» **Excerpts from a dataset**
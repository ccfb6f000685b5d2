//! Integration tests for the live order streams.
//!
//! Covers the snapshot-then-events contract, gap-free sequencing across
//! subscribers and late joiners, privacy filtering, and eviction of silent
//! connections.

#![allow(clippy::indexing_slicing)]

use std::time::Duration;

use reqwest::{Client, StatusCode};
use serde_json::{Value, json};

use cartpool_server::config::WsConfig;

use cartpool_integration_tests::{
    TestServer, expect_closed, join_as_guest, next_json_frame, order_payload, session_cookie,
};

/// Create an order and capture the creating session's cookie for
/// WebSocket handshakes.
async fn create_order_with_cookie(
    server: &TestServer,
    client: &Client,
    payload: &Value,
) -> (Value, String) {
    let response = client
        .post(server.url("/orders"))
        .json(payload)
        .send()
        .await
        .expect("Failed to send order creation request");
    assert_eq!(response.status(), StatusCode::CREATED);
    let cookie = session_cookie(&response);
    let body = response
        .json()
        .await
        .expect("Order creation response was not JSON");
    (body, cookie)
}

/// Add an item, asserting success.
async fn add_item(server: &TestServer, client: &Client, order_id: &str, product: &str) -> Value {
    let response = client
        .post(server.url(&format!("/orders/{order_id}/items")))
        .json(&json!({ "product_name": product }))
        .send()
        .await
        .expect("Failed to add item");
    assert_eq!(response.status(), StatusCode::CREATED);
    response.json().await.expect("Item was not JSON")
}

// ============================================================================
// Snapshot and ordering
// ============================================================================

#[tokio::test]
async fn test_snapshot_then_strictly_ordered_events() {
    let server = TestServer::spawn().await;
    let creator = server.client();

    let (created, cookie) = create_order_with_cookie(&server, &creator, &order_payload()).await;
    let order_id = created["order"]["id"].as_str().expect("Order id missing");

    let mut socket = server
        .connect_ws(&format!("/orders/{order_id}/ws"), Some(&cookie))
        .await;

    let snapshot = next_json_frame(&mut socket).await;
    assert_eq!(snapshot["kind"], "snapshot");
    assert_eq!(snapshot["seq"], 0);
    assert_eq!(snapshot["order"]["id"], *order_id);
    assert_eq!(snapshot["viewer"]["is_admin"], true);
    assert_eq!(snapshot["items"], json!([]));
    assert_eq!(snapshot["capabilities"]["can_issue_invites"], true);

    let item = add_item(&server, &creator, order_id, "Sourdough").await;
    let frame = next_json_frame(&mut socket).await;
    assert_eq!(frame["kind"], "item_added");
    assert_eq!(frame["seq"], 1);
    assert_eq!(frame["item"]["product_name"], "Sourdough");

    let item_id = item["id"].as_str().expect("Item id missing");
    let response = creator
        .put(server.url(&format!("/orders/{order_id}/items/{item_id}")))
        .json(&json!({ "product_name": "Sourdough Loaf" }))
        .send()
        .await
        .expect("Failed to edit item");
    assert_eq!(response.status(), StatusCode::OK);
    let frame = next_json_frame(&mut socket).await;
    assert_eq!(frame["kind"], "item_updated");
    assert_eq!(frame["seq"], 2);

    let response = creator
        .delete(server.url(&format!("/orders/{order_id}/items/{item_id}")))
        .send()
        .await
        .expect("Failed to remove item");
    assert_eq!(response.status(), StatusCode::NO_CONTENT);
    let frame = next_json_frame(&mut socket).await;
    assert_eq!(frame["kind"], "item_deleted");
    assert_eq!(frame["seq"], 3);
    assert_eq!(frame["item"]["id"], item["id"]);
}

#[tokio::test]
async fn test_all_subscribers_share_one_sequence() {
    let server = TestServer::spawn().await;
    let creator = server.client();

    let (created, cookie) = create_order_with_cookie(&server, &creator, &order_payload()).await;
    let order_id = created["order"]["id"].as_str().expect("Order id missing");
    let path = format!("/orders/{order_id}/ws");

    let mut admin_socket = server.connect_ws(&path, Some(&cookie)).await;
    let mut viewer_socket = server.connect_ws(&path, None).await;
    assert_eq!(next_json_frame(&mut admin_socket).await["kind"], "snapshot");
    let viewer_snapshot = next_json_frame(&mut viewer_socket).await;
    assert_eq!(viewer_snapshot["kind"], "snapshot");
    assert_eq!(viewer_snapshot["viewer"]["is_admin"], false);

    add_item(&server, &creator, order_id, "Butter").await;
    for socket in [&mut admin_socket, &mut viewer_socket] {
        let frame = next_json_frame(socket).await;
        assert_eq!(frame["kind"], "item_added");
        assert_eq!(frame["seq"], 1);
    }

    let response = creator
        .post(server.url(&format!("/orders/{order_id}/deadline")))
        .json(&json!({ "deadline": chrono::Utc::now() + chrono::TimeDelta::days(10) }))
        .send()
        .await
        .expect("Failed to send deadline request");
    assert_eq!(response.status(), StatusCode::OK);
    let changed: Value = response.json().await.expect("Order was not JSON");

    for socket in [&mut admin_socket, &mut viewer_socket] {
        let frame = next_json_frame(socket).await;
        assert_eq!(frame["kind"], "deadline_changed");
        assert_eq!(frame["seq"], 2);
        assert_eq!(frame["deadline"], changed["deadline"]);
    }
}

#[tokio::test]
async fn test_late_joiner_snapshot_carries_stream_position() {
    let server = TestServer::spawn().await;
    let creator = server.client();

    let (created, cookie) = create_order_with_cookie(&server, &creator, &order_payload()).await;
    let order_id = created["order"]["id"].as_str().expect("Order id missing");
    let path = format!("/orders/{order_id}/ws");

    let mut early = server.connect_ws(&path, Some(&cookie)).await;
    assert_eq!(next_json_frame(&mut early).await["seq"], 0);

    add_item(&server, &creator, order_id, "Bread").await;
    add_item(&server, &creator, order_id, "Butter").await;
    assert_eq!(next_json_frame(&mut early).await["seq"], 1);
    assert_eq!(next_json_frame(&mut early).await["seq"], 2);

    // The late joiner's snapshot already contains both items, and its seq
    // says exactly where the live stream picks up.
    let mut late = server.connect_ws(&path, None).await;
    let snapshot = next_json_frame(&mut late).await;
    assert_eq!(snapshot["kind"], "snapshot");
    assert_eq!(snapshot["seq"], 2);
    assert_eq!(snapshot["items"].as_array().map(Vec::len), Some(2));

    add_item(&server, &creator, order_id, "Jam").await;
    assert_eq!(next_json_frame(&mut early).await["seq"], 3);
    assert_eq!(next_json_frame(&mut late).await["seq"], 3);
}

// ============================================================================
// Privacy filtering
// ============================================================================

#[tokio::test]
async fn test_privacy_withholds_foreign_item_events() {
    let server = TestServer::spawn().await;
    let admin = server.client();
    let alice = server.client();
    let bob = server.client();

    let mut payload = order_payload();
    payload["invite_only"] = json!(true);
    payload["privacy_mode"] = json!(true);
    let (created, admin_cookie) = create_order_with_cookie(&server, &admin, &payload).await;
    let order_id = created["order"]["id"].as_str().expect("Order id missing");

    let alice_cookie = join_as_guest(&server, &admin, &alice, order_id, "Alice").await;
    let bob_cookie = join_as_guest(&server, &admin, &bob, order_id, "Bob").await;

    let path = format!("/orders/{order_id}/ws");
    let mut admin_socket = server.connect_ws(&path, Some(&admin_cookie)).await;
    let mut alice_socket = server.connect_ws(&path, Some(&alice_cookie)).await;
    let mut bob_socket = server.connect_ws(&path, Some(&bob_cookie)).await;
    for socket in [&mut admin_socket, &mut alice_socket, &mut bob_socket] {
        assert_eq!(next_json_frame(socket).await["kind"], "snapshot");
    }

    add_item(&server, &alice, order_id, "Oat Milk").await;
    let frame = next_json_frame(&mut alice_socket).await;
    assert_eq!(frame["kind"], "item_added");
    assert_eq!(frame["seq"], 1);
    let frame = next_json_frame(&mut admin_socket).await;
    assert_eq!(frame["kind"], "item_added");
    assert_eq!(frame["seq"], 1);

    // Bob's snapshot agrees with his stream: Alice's item is not his to see.
    let bob_view: Value = bob
        .get(server.url(&format!("/orders/{order_id}")))
        .send()
        .await
        .expect("Failed to fetch snapshot")
        .json()
        .await
        .expect("Snapshot was not JSON");
    assert_eq!(bob_view["items"], json!([]));

    // An order-scoped change reaches Bob - and the sequence gap is his
    // signal that something was withheld.
    let response = admin
        .post(server.url(&format!("/orders/{order_id}/deadline")))
        .json(&json!({ "deadline": chrono::Utc::now() + chrono::TimeDelta::days(10) }))
        .send()
        .await
        .expect("Failed to send deadline request");
    assert_eq!(response.status(), StatusCode::OK);

    let frame = next_json_frame(&mut bob_socket).await;
    assert_eq!(frame["kind"], "deadline_changed");
    assert_eq!(frame["seq"], 2, "Bob sees seq jump from 0 to 2");
    let frame = next_json_frame(&mut alice_socket).await;
    assert_eq!(frame["kind"], "deadline_changed");
    assert_eq!(frame["seq"], 2);
}

#[tokio::test]
async fn test_order_scoped_events_reach_every_guest() {
    let server = TestServer::spawn().await;
    let admin = server.client();
    let alice = server.client();

    let mut payload = order_payload();
    payload["invite_only"] = json!(true);
    payload["privacy_mode"] = json!(true);
    let (created, _) = create_order_with_cookie(&server, &admin, &payload).await;
    let order_id = created["order"]["id"].as_str().expect("Order id missing");

    let alice_cookie = join_as_guest(&server, &admin, &alice, order_id, "Alice").await;
    let mut alice_socket = server
        .connect_ws(&format!("/orders/{order_id}/ws"), Some(&alice_cookie))
        .await;
    assert_eq!(next_json_frame(&mut alice_socket).await["kind"], "snapshot");

    // Minting an invite is order-scoped: guests learn someone was invited
    // without seeing the link itself.
    let response = admin
        .post(server.url(&format!("/orders/{order_id}/invites")))
        .json(&json!({ "guest_name": "Cara" }))
        .send()
        .await
        .expect("Failed to send invite request");
    assert_eq!(response.status(), StatusCode::OK);

    let frame = next_json_frame(&mut alice_socket).await;
    assert_eq!(frame["kind"], "invite_issued");
    assert_eq!(frame["guest_name"], "Cara");
    assert_eq!(frame["seq"], 1);
    assert!(
        frame.get("token").is_none() && frame.get("join_url").is_none(),
        "the link itself is never broadcast"
    );
}

// ============================================================================
// Connection lifecycle
// ============================================================================

#[tokio::test]
async fn test_silent_connections_are_evicted() {
    let server = TestServer::spawn_with(|config| {
        config.ws = WsConfig {
            heartbeat_interval: Duration::from_millis(100),
            client_timeout: Duration::from_millis(400),
        };
    })
    .await;
    let creator = server.client();

    let (created, _) = create_order_with_cookie(&server, &creator, &order_payload()).await;
    let order_id = created["order"]["id"].as_str().expect("Order id missing");

    let mut socket = server
        .connect_ws(&format!("/orders/{order_id}/ws"), None)
        .await;
    assert_eq!(next_json_frame(&mut socket).await["kind"], "snapshot");

    // Stop reading: no reads means no pong replies, so the server sees a
    // silent peer and closes the stream.
    tokio::time::sleep(Duration::from_millis(1500)).await;
    expect_closed(&mut socket).await;
}

#[tokio::test]
async fn test_ws_handshake_rejected_for_unknown_order() {
    let server = TestServer::spawn().await;

    let result = tokio_tungstenite::connect_async(
        server.ws_url("/orders/00000000-0000-0000-0000-000000000000/ws"),
    )
    .await;
    match result {
        Err(tokio_tungstenite::tungstenite::Error::Http(response)) => {
            assert_eq!(response.status(), 404);
        }
        other => panic!("Expected an HTTP rejection, got {other:?}"),
    }
}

» **Your objective**
Among the lines above, show every one that contains the string "post".

» **Exercise solution**
        .post(server.url("/orders"))
        .post(server.url(&format!("/orders/{order_id}/items")))
        .post(server.url(&format!("/orders/{order_id}/deadline")))
        .post(server.url(&format!("/orders/{order_id}/deadline")))
        .post(server.url(&format!("/orders/{order_id}/invites")))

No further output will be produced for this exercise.